Riceve il reso di una RTX 5090 da 4.000 dollari, ma l’acquirente ha smontato tutti i chip prima di rispedire

Il mercato delle schede video di fascia altissima, complice la crisi delle memorie che ha fatto letteralmente schizzare i prezzi, si trova ad affrontare un fenomeno sempre più preoccupante: le truffe degli acquirenti. Sì, a quanto pare alcuni acquirenti poco onesti hanno elaborato dei sistemi per acquisire le schede video a prezzi irrisori o perfino gratuitamente.

L’ultimo caso riguarda una ZOTAC Gaming GeForce RTX 5090 Solid OC dal valore di circa 4.000 dollari, venduta tramite eBay e restituita dal cliente poco dopo la consegna. La scheda era stata testata e risultava perfettamente funzionante prima della spedizione. Di fatti, il venditore è stato immediatamente assalito dai dubbi per il reso effettuato solo qualche giorno dopo la consegna. Tuttavia, a una prima analisi visiva la scheda non presentava alcuna anomalia.

Solo un controllo approfondito ha portato alla scoperta: GPU e moduli di memoria erano stati completamente rimossi dal PCB. Il dettaglio più critico riguarda proprio la modalità dell’intervento. La scheda appariva esternamente integra, senza alcun segno di manomissione. Solo dopo la rimozione del dissipatore è emersa la realtà: die grafico e chip VRAM erano stati dissaldati con precisione professionale, rendendo il prodotto praticamente inutilizzabile, come si vede dal video condiviso su YouTube.

Questa tecnica non rappresenta un caso isolato. Episodi simili si sono già verificati negli ultimi mesi, con schede apparentemente nuove, ma prive dei componenti fondamentali. In un precedente intervento di riparazione, una RTX 5090 acquistata per circa 2.000 dollari si è rivelata completamente svuotata internamente, con rimozione eseguita tramite strumenti avanzati e controllo termico accurato.

Un ulteriore episodio segnalato in Francia ha coinvolto una versione MSI della stessa GPU: il prodotto, arrivato sigillato, mostrava viti danneggiate e connettore PCIe usurato, indizi che hanno portato alla scoperta della mancanza dei chip principali.

Alla base di queste operazioni c’è un fattore chiave: il valore crescente dei componenti destinati all’intelligenza artificiale. A quanto pare, in Cina, ci sarebbe un mercato sommerso di chip riutilizzati per schede destinate a server AI o memorie GDDR7 riciclate per altri modelli.

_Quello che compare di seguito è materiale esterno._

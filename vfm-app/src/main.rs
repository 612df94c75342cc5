//! VFM (Vertical Feature Mask) Application
//!
//! Main entry point for decoding raw CALIPSO Feature_Classification_Flags dumps.

mod input;
mod report;

use std::fs;
use std::path::PathBuf;

use anyhow::{Context, Result};
use clap::{Parser, Subcommand};
use log::info;
use vfm_core::FlagWord;
use vfm_kernel::{decode_with, expand_with, FeatureName, Parallelism};

use report::{inspect_word, parse_word, FeatureReport};

#[derive(Parser, Debug)]
#[command(author, version, about, long_about = None)]
struct Args {
    /// Enable verbose output
    #[arg(short, long, global = true)]
    verbose: bool,

    #[command(subcommand)]
    command: Command,
}

#[derive(Subcommand, Debug)]
enum Command {
    /// Expand a raw dump and summarize the decoded features as JSON
    Summary {
        /// Path to the raw little-endian u16 dump
        #[arg(short, long)]
        input: PathBuf,

        /// Feature to decode (repeatable, default: all)
        #[arg(short, long = "feature")]
        features: Vec<FeatureName>,

        /// The dump is stored as 5515 x N instead of N x 5515
        #[arg(long)]
        transposed: bool,

        /// Disable parallel expansion and decoding
        #[arg(long)]
        sequential: bool,

        /// Write the JSON report to a file instead of stdout
        #[arg(short, long)]
        output: Option<PathBuf>,
    },
    /// Decode every feature of a single flag word
    Inspect {
        /// Flag word as decimal, 0x hex or 0b binary
        #[arg(value_parser = parse_word)]
        word: FlagWord,
    },
}

fn main() -> Result<()> {
    let args = Args::parse();

    let default_filter = if args.verbose { "debug" } else { "warn" };
    env_logger::Builder::from_env(env_logger::Env::default().default_filter_or(default_filter))
        .init();

    match args.command {
        Command::Summary {
            input,
            features,
            transposed,
            sequential,
            output,
        } => {
            let parallelism = if sequential {
                Parallelism::Sequential
            } else {
                Parallelism::Parallel
            };
            let features = if features.is_empty() {
                FeatureName::ALL.to_vec()
            } else {
                features
            };

            info!("Loading VFM rows from: {}", input.display());
            let rows = input::read_rows(&input, transposed)?;
            let block = expand_with(rows.view(), parallelism)?;
            info!("Size of VFM block: {:?}", block.dim());

            let reports: Vec<FeatureReport> = features
                .iter()
                .map(|&feature| FeatureReport::from(&decode_with(block.view(), feature, parallelism)))
                .collect();
            let json = serde_json::to_string_pretty(&reports)?;

            match output {
                Some(path) => {
                    fs::write(&path, json)
                        .with_context(|| format!("Failed to write {}", path.display()))?;
                    info!("Report written to: {}", path.display());
                }
                None => println!("{json}"),
            }
        }
        Command::Inspect { word } => {
            println!("Flag word {word:#06x} ({word:#018b})");
            for field in inspect_word(word) {
                println!("{:<16} {:>3}  {}", field.feature, field.value, field.label);
            }
        }
    }

    Ok(())
}
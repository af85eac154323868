// mlsaflow: Incremental multi-locus sequence analysis from marker genes to a phylogeny.
//
// Copyright 2025 The mlsaflow authors.
//
// Copyrights in this project are retained by contributors. No copyright assignment
// is required to contribute to this project.
//
// Except as otherwise noted (below and/or in individual files), this
// project is licensed under the Apache License, Version 2.0
// <LICENSE-APACHE> or <http://www.apache.org/licenses/LICENSE-2.0> or
// the MIT license, <LICENSE-MIT> or <http://opensource.org/licenses/MIT>,
// at your option.
//
use std::path::PathBuf;

use clap::Parser;

use mlsaflow::config::Overrides;
use mlsaflow::stage::Checkpoint;
use mlsaflow::Program;

#[derive(Parser)]
#[command(version)]
#[command(about = "Incremental multi-locus sequence analysis from marker genes to a phylogeny.")]
#[command(after_help = "Quick usage: mlsaflow --dir genomes/ --query queries.fas -t 8 -- run1")]
pub struct Cli {
    // Name of the run directory
    #[arg(help = "Name of the run directory")]
    pub runid: String,

    // Query sequences
    #[arg(long = "query", num_args = 1.., help = "FASTA file(s) with the marker gene queries")]
    pub query: Vec<PathBuf>,

    // Genome files
    #[arg(long = "files", num_args = 1.., help = "Genome FASTA file(s)")]
    pub files: Vec<PathBuf>,

    // Genome directories
    #[arg(long = "dir", num_args = 1.., help = "Directory(ies) of genome FASTA files")]
    pub dir: Vec<PathBuf>,

    // Cutoffs
    #[arg(short = 'e', long = "evalue", help = "E-value cutoff for the searches [1e-5]")]
    pub evalue: Option<f64>,
    #[arg(short = 'c', long = "coverage", help = "Minimum percent query coverage [50]")]
    pub coverage: Option<f64>,
    #[arg(short = 'i', long = "identity", help = "Minimum percent identity [30]")]
    pub identity: Option<f64>,

    // Search program
    #[arg(short = 'p', long = "program", help = "blastn or tblastn [tblastn]")]
    pub program: Option<Program>,

    // Config to copy into a new run
    #[arg(long = "config", help = "Configuration JSON to seed a new run with")]
    pub config: Option<PathBuf>,

    // Acknowledge genomes dropped for missing genes
    #[arg(long = "missing_check", default_value_t = false, help = "Confirm that genomes missing genes may be excluded")]
    pub missing_check: bool,

    // Resources
    #[arg(short = 't', long = "threads", help = "Number of worker threads [1]")]
    pub threads: Option<usize>,

    // Query policy
    #[arg(long = "dups", default_value_t = false, help = "Allow several queries with the same gene name")]
    pub dups: bool,
    #[arg(long = "allow_missing", help = "Genes a genome may miss and still be kept [0]")]
    pub allow_missing: Option<usize>,

    // Rooting
    #[arg(long = "outgroup", help = "Genome name or file to root the tree on")]
    pub outgroup: Option<String>,

    // Keep stale results in backup/
    #[arg(long = "protect", default_value_t = false, help = "Back up stale results instead of deleting them")]
    pub protect: bool,

    // Stop after this stage
    #[arg(long = "checkpoint", default_value = "none", help = "Stage to stop after, or none")]
    pub checkpoint: Checkpoint,

    // External tools
    #[arg(long = "external", help = "Directory with the external programs")]
    pub external: Option<PathBuf>,
    #[arg(long = "mafft", allow_hyphen_values = true, help = "MAFFT options [--localpair --maxiterate 1000]")]
    pub mafft: Option<String>,
    #[arg(long = "iqtree", allow_hyphen_values = true, help = "IQ-TREE options [-m MFP -B 1000]")]
    pub iqtree: Option<String>,

    // Verbosity
    #[arg(long = "debug", default_value_t = false)]
    pub debug: bool,
    #[arg(long = "quiet", default_value_t = false)]
    pub quiet: bool,
}

impl Cli {
    /// Settings given on the command line, paths made absolute.
    pub fn overrides(&self) -> Overrides {
        let absolute = |paths: &[PathBuf]| -> Vec<PathBuf> { paths.iter().map(|p| mlsaflow::config::absolute(p)).collect() };
        Overrides {
            query: absolute(&self.query),
            files: absolute(&self.files),
            dir: absolute(&self.dir),
            evalue: self.evalue,
            coverage: self.coverage,
            identity: self.identity,
            program: self.program,
            threads: self.threads,
            dups: self.dups,
            allow_missing: self.allow_missing,
            missing_check: self.missing_check,
            outgroup: self.outgroup.clone(),
            protect: self.protect,
            mafft: self.mafft.clone(),
            iqtree: self.iqtree.clone(),
            external: self.external.as_deref().map(mlsaflow::config::absolute),
        }
    }

    /// stderrlog verbosity: 1 warnings, 2 info, 3 debug.
    pub fn verbosity(&self) -> usize {
        if self.debug {
            3
        } else if self.quiet {
            1
        } else {
            2
        }
    }
}
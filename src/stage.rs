// mlsaflow: Incremental multi-locus sequence analysis from marker genes to a phylogeny.
//
// Copyright 2025 The mlsaflow authors.
//
// Copyrights in this project are retained by contributors. No copyright assignment
// is required to contribute to this project.
//
// Except as otherwise noted (below and/or in individual files), this
// project is licensed under the Apache License, Version 2.0
// <LICENSE-APACHE> or <http://www.apache.org/licenses/LICENSE-2.0> or
// the MIT license, <LICENSE-MIT> or <http://opensource.org/licenses/MIT>,
// at your option.
//

//! The seven pipeline stages and the checkpoint a run stops at.

use serde::{Deserialize, Serialize};

/// One step of the pipeline.
///
/// Stages form a strict total order given by their declaration order. Each
/// stage depends only on the stage immediately before it.
#[derive(Debug, Clone, Copy, PartialEq, Eq, PartialOrd, Ord, Hash, Serialize, Deserialize)]
#[serde(rename_all = "lowercase")]
pub enum Stage {
    /// Reconcile inputs, extract query sequences and relabel genomes.
    Validate,
    /// Build search indexes and run every genome × query search.
    Preblast,
    /// Apply cutoffs and the missing-gene policy to the search hits.
    Filtering,
    /// Write one unaligned FASTA per gene.
    Prealign,
    /// Align every gene.
    Postalign,
    /// Write the partition file pointing at the alignments.
    Nexus,
    /// Build the tree.
    Tree,
}

impl Stage {
    pub const ALL: [Stage; 7] = [
        Stage::Validate,
        Stage::Preblast,
        Stage::Filtering,
        Stage::Prealign,
        Stage::Postalign,
        Stage::Nexus,
        Stage::Tree,
    ];

    pub fn ordinal(&self) -> usize {
        *self as usize
    }

    pub fn name(&self) -> &'static str {
        match self {
            Stage::Validate => "validate",
            Stage::Preblast => "preblast",
            Stage::Filtering => "filtering",
            Stage::Prealign => "prealign",
            Stage::Postalign => "postalign",
            Stage::Nexus => "nexus",
            Stage::Tree => "tree",
        }
    }

    /// Stages from `from` through `to`, both inclusive.
    pub fn range(from: Stage, to: Stage) -> impl Iterator<Item = Stage> {
        Stage::ALL.into_iter().filter(move |stage| *stage >= from && *stage <= to)
    }
}

impl std::fmt::Display for Stage {
    fn fmt(&self, f: &mut std::fmt::Formatter) -> std::fmt::Result {
        write!(f, "{}", self.name())
    }
}

impl std::str::FromStr for Stage {
    type Err = String;

    fn from_str(s: &str) -> Result<Self, Self::Err> {
        match s {
            "validate" => Ok(Stage::Validate),
            "preblast" => Ok(Stage::Preblast),
            "filtering" => Ok(Stage::Filtering),
            "prealign" => Ok(Stage::Prealign),
            "postalign" => Ok(Stage::Postalign),
            "nexus" => Ok(Stage::Nexus),
            "tree" => Ok(Stage::Tree),
            _ => Err(format!("'{}' is not a valid Stage", s)),
        }
    }
}

/// Where a run halts.
#[derive(Debug, Clone, Copy, Default, PartialEq, Eq)]
pub enum Checkpoint {
    /// Stop successfully after this stage completes.
    At(Stage),
    /// Run to completion.
    #[default]
    None,
}

impl Checkpoint {
    /// Last stage this run is allowed to execute.
    pub fn last_stage(&self) -> Stage {
        match self {
            Checkpoint::At(stage) => *stage,
            Checkpoint::None => Stage::Tree,
        }
    }

    /// True if the run halts before building the tree.
    pub fn stops_early(&self) -> bool {
        self.last_stage() != Stage::Tree
    }
}

impl std::str::FromStr for Checkpoint {
    type Err = String;

    fn from_str(s: &str) -> Result<Self, Self::Err> {
        match s {
            "none" => Ok(Checkpoint::None),
            _ => s.parse::<Stage>().map(Checkpoint::At),
        }
    }
}

// Tests
#[cfg(test)]
mod tests {

    #[test]
    fn stages_are_totally_ordered() {
        use super::Stage;

        let names: Vec<&str> = Stage::ALL.iter().map(|stage| stage.name()).collect();
        assert_eq!(names, vec!["validate", "preblast", "filtering", "prealign", "postalign", "nexus", "tree"]);

        Stage::ALL.windows(2).for_each(|pair| {
            assert!(pair[0] < pair[1]);
        });
    }

    #[test]
    fn range_is_inclusive() {
        use super::Stage;

        let got: Vec<Stage> = Stage::range(Stage::Filtering, Stage::Postalign).collect();
        assert_eq!(got, vec![Stage::Filtering, Stage::Prealign, Stage::Postalign]);
    }

    #[test]
    fn parse_checkpoint() {
        use super::{Checkpoint, Stage};

        assert_eq!("none".parse::<Checkpoint>(), Ok(Checkpoint::None));
        assert_eq!("prealign".parse::<Checkpoint>(), Ok(Checkpoint::At(Stage::Prealign)));
        assert!("align".parse::<Checkpoint>().is_err());

        assert_eq!(Checkpoint::None.last_stage(), Stage::Tree);
        assert!(Checkpoint::At(Stage::Nexus).stops_early());
        assert!(!Checkpoint::None.stops_early());
    }

    #[test]
    fn stage_names_roundtrip_through_serde() {
        use super::Stage;

        let json = serde_json::to_string(&Stage::Postalign).unwrap();
        assert_eq!(json, "\"postalign\"");
        let back: Stage = serde_json::from_str(&json).unwrap();
        assert_eq!(back, Stage::Postalign);
    }
}
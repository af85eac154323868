// mlsaflow: Incremental multi-locus sequence analysis from marker genes to a phylogeny.
//
// Copyright 2025 The mlsaflow authors.
//
// Copyrights in this project are retained by contributors. No copyright assignment
// is required to contribute to this project.
//
// Except as otherwise noted (below and/or in individual files), this
// project is licensed under the Apache License, Version 2.0
// <LICENSE-APACHE> or <http://www.apache.org/licenses/LICENSE-2.0> or
// the MIT license, <LICENSE-MIT> or <http://opensource.org/licenses/MIT>,
// at your option.
//

//! Genome labels and the genome table.
//!
//! Every genome gets an integer label the first time a run sees it. Labels
//! are append-only across reruns so that adding or removing a genome never
//! shifts the labels, and with them the search indexes, of the others.
use std::fs::File;
use std::io::BufReader;
use std::io::BufWriter;
use std::io::Write;
use std::path::Path;
use std::path::PathBuf;

use indexmap::IndexMap;
use serde::{Deserialize, Serialize};

use crate::error::PipelineError;

/// Genome name to label, in label order.
#[derive(Debug, Clone, Default, PartialEq, Eq)]
pub struct Labels {
    names: IndexMap<String, usize>,
}

impl Labels {
    pub fn load(path: &Path) -> Result<Self, PipelineError> {
        if !path.exists() {
            return Ok(Labels::default())
        }
        let conn_in = File::open(path).map_err(|e| PipelineError::unreadable(path, e))?;
        let names: Vec<String> = serde_json::from_reader(BufReader::new(conn_in))
            .map_err(|e| PipelineError::Manifest { path: path.to_path_buf(), reason: e.to_string() })?;
        Ok(Labels { names: names.into_iter().enumerate().map(|(idx, name)| (name, idx)).collect() })
    }

    pub fn save(&self, path: &Path) -> Result<(), PipelineError> {
        let names: Vec<&String> = self.names.keys().collect();
        let mut conn_out = BufWriter::new(File::create(path)?);
        serde_json::to_writer_pretty(&mut conn_out, &names).map_err(std::io::Error::from)?;
        conn_out.write_all(b"\n")?;
        conn_out.flush()?;
        Ok(())
    }

    /// Label of `name`, assigning the next free one if it is new.
    pub fn assign(&mut self, name: &str) -> usize {
        let next = self.names.len();
        *self.names.entry(name.to_string()).or_insert(next)
    }
}

/// One genome of the current run.
#[derive(Debug, Clone, PartialEq, Eq, Serialize, Deserialize)]
pub struct GenomeEntry {
    pub name: String,
    pub label: usize,
    /// The genome file as given.
    pub source: PathBuf,
    /// Hash of the sequences, headers excluded.
    pub hash: String,
    /// Name of the earlier genome with identical sequences.
    #[serde(default)]
    pub duplicate_of: Option<String>,
}

/// The genomes of the current run in label order.
#[derive(Debug, Clone, Default, PartialEq, Eq, Serialize, Deserialize)]
pub struct GenomeTable {
    pub genomes: Vec<GenomeEntry>,
}

impl GenomeTable {
    pub fn read(path: &Path) -> Result<Self, PipelineError> {
        let conn_in = File::open(path).map_err(|e| PipelineError::unreadable(path, e))?;
        serde_json::from_reader(BufReader::new(conn_in))
            .map_err(|e| PipelineError::unreadable(path, e))
    }

    pub fn write(&self, path: &Path) -> Result<(), PipelineError> {
        let mut conn_out = BufWriter::new(File::create(path)?);
        serde_json::to_writer_pretty(&mut conn_out, self).map_err(std::io::Error::from)?;
        conn_out.write_all(b"\n")?;
        conn_out.flush()?;
        Ok(())
    }

    /// Genomes that are searched: everything except duplicates.
    pub fn searchable(&self) -> impl Iterator<Item = &GenomeEntry> {
        self.genomes.iter().filter(|genome| genome.duplicate_of.is_none())
    }

    pub fn duplicates(&self) -> impl Iterator<Item = &GenomeEntry> {
        self.genomes.iter().filter(|genome| genome.duplicate_of.is_some())
    }

    pub fn by_label(&self, label: usize) -> Option<&GenomeEntry> {
        self.genomes.iter().find(|genome| genome.label == label)
    }
}

// Tests
#[cfg(test)]
mod tests {

    #[test]
    fn labels_are_append_only() {
        use super::Labels;

        let dir = tempfile::TempDir::new().unwrap();
        let path = dir.path().join("labels.json");

        let mut labels = Labels::load(&path).unwrap();
        assert_eq!(labels.assign("a"), 0);
        assert_eq!(labels.assign("b"), 1);
        assert_eq!(labels.assign("a"), 0);
        labels.save(&path).unwrap();

        let mut again = Labels::load(&path).unwrap();
        assert_eq!(again.assign("c"), 2);
        assert_eq!(again.assign("b"), 1);
        assert_eq!(again.assign("a"), 0);
    }

    #[test]
    fn duplicates_are_not_searchable() {
        use super::{GenomeEntry, GenomeTable};
        use std::path::PathBuf;

        let entry = |name: &str, label: usize, duplicate_of: Option<&str>| GenomeEntry {
            name: name.to_string(), label, source: PathBuf::from(format!("{}.fna", name)),
            hash: "h".to_string(), duplicate_of: duplicate_of.map(|s| s.to_string()),
        };
        let table = GenomeTable { genomes: vec![entry("a", 0, None), entry("b", 1, Some("a")), entry("c", 2, None)] };

        let searchable: Vec<&str> = table.searchable().map(|g| g.name.as_str()).collect();
        assert_eq!(searchable, vec!["a", "c"]);
        assert_eq!(table.by_label(1).map(|g| g.name.as_str()), Some("b"));
    }
}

Dal punto di vista tecnico, la rimozione di GPU e VRAM richiede competenze elevate. Servono stazioni di saldatura avanzate, controllo preciso delle temperature e abilità da laboratorio specializzato, elementi che indicano come queste truffe non siano improvvisate, ma molto probabilmente svolte da tecnici professionisti.

Il problema si estende anche alle politiche di reso. In diversi casi, infatti, il sistema favorisce l’acquirente, permettendo operazioni fraudolente difficili da individuare senza smontaggio completo del prodotto. Questo crea una vulnerabilità concreta per i venditori.

Per chi acquista hardware di fascia alta, alcuni segnali possono aiutare a evitare brutte sorprese: sigilli di garanzia compromessi, viti non originali, graffi sul PCB o sul dissipatore e segni di usura sul connettore PCIe. Tuttavia, in circostanze così accurate, la semplice ispezione visiva può non bastare.

La crescente domanda di hardware per AI continua ad aumentare il valore di questi componenti, e di conseguenza anche l’interesse verso pratiche illecite sempre più elaborate. Il rischio, infatti, non si limita soltanto ai venditori, ma anche a potenziali clienti attratti dal prezzo particolarmente conveniente che potrebbero ritrovarsi con un PCB sostanzialmente vuoto.